From a1579b6efda2d6f98d55f93374ab0869cfa0b653 Mon Sep 17 00:00:00 2001
From: Ralf Jung <jung@mpi-sws.org>
Date: Tue, 18 Oct 2016 11:25:05 +0200
Subject: [PATCH] Be explicit about the CMRA on option

---
 docs/constructions.tex | 25 +++++++++++++++++++++++++
 1 file changed, 25 insertions(+)

diff --git a/docs/constructions.tex b/docs/constructions.tex
index ddfc4a7f9..7d8e50d4d 100644
--- a/docs/constructions.tex
+++ b/docs/constructions.tex
@@ -1,5 +1,10 @@
 \section{COFE constructions}
 
+\subsection{Trivial pointwise lifting}
+
+The COFE structure on many types can be easily obtained by pointwise lifting of the structure of the components.
+This is what we do for option $\maybe\cofe$, product $(M_i)_{i \in I}$ (with $I$ some finite index set), sum $\cofe + \cofe'$ and finite partial functions $K \fpfn \monoid$ (with $K$ infinite countable).
+
 \subsection{Next (type-level later)}
 
 Given a COFE $\cofe$, we define $\latert\cofe$ as follows (using a datatype-like notation to define the type):
@@ -75,6 +80,16 @@ The composition and core for $\cinr$ are defined symmetrically.
 The remaining cases of the composition and core are all $\bot$.

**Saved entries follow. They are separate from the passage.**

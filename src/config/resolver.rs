// src/config/resolver.rs

//! Package config, then global preferences, then built-in default
//!
//! The cascade itself is the pure function [`cascade`]; [`ConfigResolver`]
//! only gathers its three inputs from the stores.

use super::{
    AppRepo, CallerHint, ConfigEntity, ConfigRepo, InstallMode, PreferenceKey, Preferences,
    RootImplementation,
};
use crate::authorizer::{AuthorizerKind, UninstallFlags};
use crate::device::Manufacturer;
use crate::error::{Error, Result};
use std::sync::Arc;
use tracing::{debug, warn};

/// Global preferences that `Global` fields defer to
#[derive(Debug, Clone, Default, PartialEq, Eq)]
pub struct GlobalDefaults {
    pub authorizer: Option<AuthorizerKind>,
    pub customize_authorizer: String,
    pub install_mode: Option<InstallMode>,
}

impl GlobalDefaults {
    pub fn load(prefs: &dyn Preferences) -> Result<Self> {
        let authorizer = prefs
            .get(PreferenceKey::Authorizer)?
            .and_then(|v| AuthorizerKind::parse(&v));
        let install_mode = prefs
            .get(PreferenceKey::InstallMode)?
            .and_then(|v| InstallMode::parse(&v));
        let customize_authorizer = prefs
            .get(PreferenceKey::CustomizeAuthorizer)?
            .unwrap_or_default();
        Ok(Self {
            authorizer,
            customize_authorizer,
            install_mode,
        })
    }
}

/// Facts about the running process that pick fallbacks
#[derive(Debug, Clone, Copy, PartialEq, Eq)]
pub struct ResolverContext {
    pub manufacturer: Manufacturer,
    /// Running as the platform's system installer
    pub system_installer: bool,
}

impl Default for ResolverContext {
    fn default() -> Self {
        Self {
            manufacturer: Manufacturer::Unknown,
            system_installer: false,
        }
    }
}

impl ResolverContext {
    /// Authorizer used when neither the config nor the preferences name one
    pub fn fallback_authorizer(&self) -> AuthorizerKind {
        if self.system_installer {
            AuthorizerKind::None
        } else {
            AuthorizerKind::Shizuku
        }
    }
}

/// Resolve `Global` fields of the chosen record
///
/// `record` is the package's bound config, `first_stored` the first
/// config on file. With neither, the built-in default for the device's
/// manufacturer is used. The result never holds `Global`.
pub fn cascade(
    record: Option<ConfigEntity>,
    first_stored: Option<ConfigEntity>,
    global: &GlobalDefaults,
    context: &ResolverContext,
) -> Result<ConfigEntity> {
    let mut config = record
        .or(first_stored)
        .unwrap_or_else(|| ConfigEntity::builtin(context.manufacturer));

    if config.authorizer == AuthorizerKind::Global {
        config.authorizer = global
            .authorizer
            .filter(|a| *a != AuthorizerKind::Global)
            .unwrap_or_else(|| context.fallback_authorizer());
        config.customize_authorizer = global.customize_authorizer.clone();
    }
    if config.install_mode == InstallMode::Global {
        config.install_mode = global
            .install_mode
            .filter(|m| *m != InstallMode::Global)
            .unwrap_or(InstallMode::Dialog);
    }

    if !config.is_resolved() {
        return Err(Error::ConfigResolution(format!(
            "config '{}' still defers to global after cascading",
            config.name
        )));
    }
    Ok(config)
}

pub struct ConfigResolver {
    configs: Arc<dyn ConfigRepo>,
    apps: Arc<dyn AppRepo>,
    prefs: Arc<dyn Preferences>,
    context: ResolverContext,
}

impl ConfigResolver {
    pub fn new(
        configs: Arc<dyn ConfigRepo>,
        apps: Arc<dyn AppRepo>,
        prefs: Arc<dyn Preferences>,
        context: ResolverContext,
    ) -> Self {
        Self {
            configs,
            apps,
            prefs,
            context,
        }
    }

    pub fn context(&self) -> &ResolverContext {
        &self.context
    }

    /// Effective config for `package_name` (`None` for an unknown caller)
    pub fn resolve(&self, package_name: Option<&str>) -> Result<ConfigEntity> {
        let mut binding = self.apps.find_by_package_name(package_name)?;
        if binding.is_none() && package_name.is_some() {
            binding = self.apps.find_by_package_name(None)?;
        }

        let record = match binding {
            Some(binding) => {
                let found = self.configs.find(binding.config_id)?;
                if found.is_none() {
                    warn!(
                        "Binding for {} points at missing config {}",
                        package_name.unwrap_or("<default>"),
                        binding.config_id
                    );
                }
                found
            }
            None => None,
        };
        let first_stored = if record.is_none() {
            self.configs.all()?.into_iter().next()
        } else {
            None
        };

        let global = GlobalDefaults::load(self.prefs.as_ref())?;
        let config = cascade(record, first_stored, &global, &self.context)?;
        debug!(
            "Config for {}: '{}' via {} ({})",
            package_name.unwrap_or("<default>"),
            config.name,
            config.authorizer,
            config.install_mode
        );
        Ok(config)
    }

    pub fn resolve_for_caller(&self, caller: Option<&CallerHint>) -> Result<ConfigEntity> {
        let package = caller.and_then(CallerHint::package_name);
        self.resolve(package.as_deref())
    }

    /// Uninstall flags from the preferences
    pub fn uninstall_flags(&self) -> Result<UninstallFlags> {
        let bits = self
            .prefs
            .get(PreferenceKey::UninstallFlags)?
            .and_then(|v| v.trim().parse::<u32>().ok())
            .unwrap_or(0);
        Ok(UninstallFlags::from_bits(bits))
    }

    /// Root solution used to flash modules; Magisk unless configured
    pub fn root_implementation(&self) -> Result<RootImplementation> {
        Ok(self
            .prefs
            .get(PreferenceKey::RootImplementation)?
            .and_then(|v| RootImplementation::parse(&v))
            .unwrap_or(RootImplementation::Magisk))
    }
}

 Above, $\mval'$ refers to the validity of $\monoid_1$, and $\mval''$ to the validity of $\monoid_2$.
 
+The step-indexed equivalence is inductively defined as follows:
+\begin{mathpar}
+  \infer{x \nequiv{n} y}{\cinl(x) \nequiv{n} \cinl(y)}
+
+  \infer{x \nequiv{n} y}{\cinr(x) \nequiv{n} \cinr(y)}
+
+  \axiom{\bot \nequiv{n} \bot}
+\end{mathpar}
+
+
 We obtain the following frame-preserving updates, as well as their symmetric counterparts:
 \begin{mathpar}
   \inferH{sum-update}
@@ -87,6 +102,16 @@ We obtain the following frame-preserving updates, as well as their symmetric cou
 \end{mathpar}
 Crucially, the second rule allows us to \emph{swap} the ``side'' of the sum that the CMRA is on if $\mval$ has \emph{no possible frame}.
 
+\subsection{Option}
+
+The definition of the (CM)RA axioms already lifted the composition operation on $\monoid$ to one on $\maybe\monoid$.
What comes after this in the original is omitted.